*** Opening of DATA SHOWN ***

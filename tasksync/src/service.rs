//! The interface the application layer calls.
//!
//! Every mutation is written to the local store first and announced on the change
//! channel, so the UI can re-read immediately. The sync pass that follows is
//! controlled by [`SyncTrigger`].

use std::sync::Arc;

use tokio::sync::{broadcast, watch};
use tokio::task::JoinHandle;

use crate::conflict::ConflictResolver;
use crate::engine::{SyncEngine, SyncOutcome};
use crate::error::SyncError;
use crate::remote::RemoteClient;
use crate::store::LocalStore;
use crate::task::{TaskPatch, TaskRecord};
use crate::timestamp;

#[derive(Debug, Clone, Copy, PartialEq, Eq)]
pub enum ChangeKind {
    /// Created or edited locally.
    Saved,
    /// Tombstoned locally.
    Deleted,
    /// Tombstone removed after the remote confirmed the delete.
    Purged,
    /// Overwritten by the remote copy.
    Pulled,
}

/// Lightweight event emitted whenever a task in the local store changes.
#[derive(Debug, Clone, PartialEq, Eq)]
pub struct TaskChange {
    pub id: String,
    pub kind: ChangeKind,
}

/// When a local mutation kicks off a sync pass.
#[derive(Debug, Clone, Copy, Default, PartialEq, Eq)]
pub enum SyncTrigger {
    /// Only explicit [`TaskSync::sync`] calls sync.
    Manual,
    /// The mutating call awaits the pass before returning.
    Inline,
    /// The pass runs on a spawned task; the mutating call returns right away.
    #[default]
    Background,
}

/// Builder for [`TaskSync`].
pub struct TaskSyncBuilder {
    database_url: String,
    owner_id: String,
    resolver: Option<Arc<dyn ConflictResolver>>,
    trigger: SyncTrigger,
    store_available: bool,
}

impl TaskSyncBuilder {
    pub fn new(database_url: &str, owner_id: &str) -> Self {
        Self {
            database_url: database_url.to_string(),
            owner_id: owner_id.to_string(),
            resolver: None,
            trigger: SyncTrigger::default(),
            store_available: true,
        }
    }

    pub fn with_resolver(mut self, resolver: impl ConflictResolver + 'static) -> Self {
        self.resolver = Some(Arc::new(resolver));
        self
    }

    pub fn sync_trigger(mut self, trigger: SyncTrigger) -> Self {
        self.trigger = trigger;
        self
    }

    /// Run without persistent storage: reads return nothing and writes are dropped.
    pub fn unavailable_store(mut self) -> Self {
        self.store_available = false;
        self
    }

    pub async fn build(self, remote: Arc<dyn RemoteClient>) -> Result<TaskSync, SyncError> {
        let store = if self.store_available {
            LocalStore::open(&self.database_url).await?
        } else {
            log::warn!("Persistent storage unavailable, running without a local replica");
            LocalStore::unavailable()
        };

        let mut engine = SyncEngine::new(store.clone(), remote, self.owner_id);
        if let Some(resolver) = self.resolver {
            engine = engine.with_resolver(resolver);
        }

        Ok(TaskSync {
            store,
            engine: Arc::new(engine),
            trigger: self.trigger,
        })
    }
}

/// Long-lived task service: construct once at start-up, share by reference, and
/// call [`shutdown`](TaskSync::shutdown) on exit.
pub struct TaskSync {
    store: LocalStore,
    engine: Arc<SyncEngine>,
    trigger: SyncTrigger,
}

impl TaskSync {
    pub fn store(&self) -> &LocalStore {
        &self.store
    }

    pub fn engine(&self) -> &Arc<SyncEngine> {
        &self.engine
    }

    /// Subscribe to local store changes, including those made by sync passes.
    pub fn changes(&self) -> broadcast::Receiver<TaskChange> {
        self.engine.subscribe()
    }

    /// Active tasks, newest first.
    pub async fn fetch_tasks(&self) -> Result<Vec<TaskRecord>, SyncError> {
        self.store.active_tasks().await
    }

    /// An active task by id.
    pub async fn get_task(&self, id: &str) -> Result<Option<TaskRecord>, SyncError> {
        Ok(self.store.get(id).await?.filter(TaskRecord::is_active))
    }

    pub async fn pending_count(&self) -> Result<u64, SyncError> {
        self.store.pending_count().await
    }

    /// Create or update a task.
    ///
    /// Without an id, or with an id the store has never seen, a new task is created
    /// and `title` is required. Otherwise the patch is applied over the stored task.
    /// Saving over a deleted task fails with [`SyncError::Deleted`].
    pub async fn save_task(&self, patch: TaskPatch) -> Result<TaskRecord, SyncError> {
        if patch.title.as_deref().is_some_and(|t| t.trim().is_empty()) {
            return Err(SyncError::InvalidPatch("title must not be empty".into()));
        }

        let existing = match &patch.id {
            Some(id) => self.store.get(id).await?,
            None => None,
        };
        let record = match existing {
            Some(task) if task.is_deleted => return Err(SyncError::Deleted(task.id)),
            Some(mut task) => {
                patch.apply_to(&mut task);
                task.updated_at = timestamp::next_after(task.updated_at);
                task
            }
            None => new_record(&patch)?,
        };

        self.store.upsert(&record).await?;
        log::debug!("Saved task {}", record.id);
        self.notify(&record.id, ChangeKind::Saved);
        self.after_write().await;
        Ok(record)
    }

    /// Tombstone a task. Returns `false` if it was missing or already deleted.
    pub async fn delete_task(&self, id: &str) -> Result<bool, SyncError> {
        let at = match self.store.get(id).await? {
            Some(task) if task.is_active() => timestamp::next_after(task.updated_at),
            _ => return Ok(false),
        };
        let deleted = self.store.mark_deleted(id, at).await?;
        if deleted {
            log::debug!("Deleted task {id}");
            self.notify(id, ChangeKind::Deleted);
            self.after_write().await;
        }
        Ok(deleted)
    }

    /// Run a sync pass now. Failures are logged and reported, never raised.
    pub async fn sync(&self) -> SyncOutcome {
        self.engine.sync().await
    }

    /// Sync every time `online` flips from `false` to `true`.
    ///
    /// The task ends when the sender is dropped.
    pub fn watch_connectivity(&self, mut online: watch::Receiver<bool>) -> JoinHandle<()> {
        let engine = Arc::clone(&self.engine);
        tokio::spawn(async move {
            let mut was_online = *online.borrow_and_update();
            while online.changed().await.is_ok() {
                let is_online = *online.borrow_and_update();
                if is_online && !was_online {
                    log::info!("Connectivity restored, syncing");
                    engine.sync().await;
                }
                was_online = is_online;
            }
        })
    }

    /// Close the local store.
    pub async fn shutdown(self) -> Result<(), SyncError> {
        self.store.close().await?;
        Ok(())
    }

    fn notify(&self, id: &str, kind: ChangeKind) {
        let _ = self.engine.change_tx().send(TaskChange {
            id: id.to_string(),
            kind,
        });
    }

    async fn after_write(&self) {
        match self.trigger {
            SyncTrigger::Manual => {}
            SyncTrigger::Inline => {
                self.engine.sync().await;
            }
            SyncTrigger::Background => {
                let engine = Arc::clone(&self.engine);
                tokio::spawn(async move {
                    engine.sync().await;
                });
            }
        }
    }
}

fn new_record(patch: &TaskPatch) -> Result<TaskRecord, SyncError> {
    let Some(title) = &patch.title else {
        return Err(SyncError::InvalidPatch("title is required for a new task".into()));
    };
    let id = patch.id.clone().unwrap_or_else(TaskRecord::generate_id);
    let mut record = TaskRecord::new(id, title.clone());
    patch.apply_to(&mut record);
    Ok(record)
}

*** Close of DATA SHOWN ***

> _THE TASK_
Reproduce exactly the section above that begins at the line containing "pub fn store(&self)" and ends at the line containing "pub async fn save_task(&self, patch: TaskPatch)", leaving out all other lines.

> _YOUR RESPONSE_
    pub fn store(&self) -> &LocalStore {
        &self.store
    }

    pub fn engine(&self) -> &Arc<SyncEngine> {
        &self.engine
    }

    /// Subscribe to local store changes, including those made by sync passes.
    pub fn changes(&self) -> broadcast::Receiver<TaskChange> {
        self.engine.subscribe()
    }

    /// Active tasks, newest first.
    pub async fn fetch_tasks(&self) -> Result<Vec<TaskRecord>, SyncError> {
        self.store.active_tasks().await
    }

    /// An active task by id.
    pub async fn get_task(&self, id: &str) -> Result<Option<TaskRecord>, SyncError> {
        Ok(self.store.get(id).await?.filter(TaskRecord::is_active))
    }

    pub async fn pending_count(&self) -> Result<u64, SyncError> {
        self.store.pending_count().await
    }

    /// Create or update a task.
    ///
    /// Without an id, or with an id the store has never seen, a new task is created
    /// and `title` is required. Otherwise the patch is applied over the stored task.
    /// Saving over a deleted task fails with [`SyncError::Deleted`].
    pub async fn save_task(&self, patch: TaskPatch) -> Result<TaskRecord, SyncError> {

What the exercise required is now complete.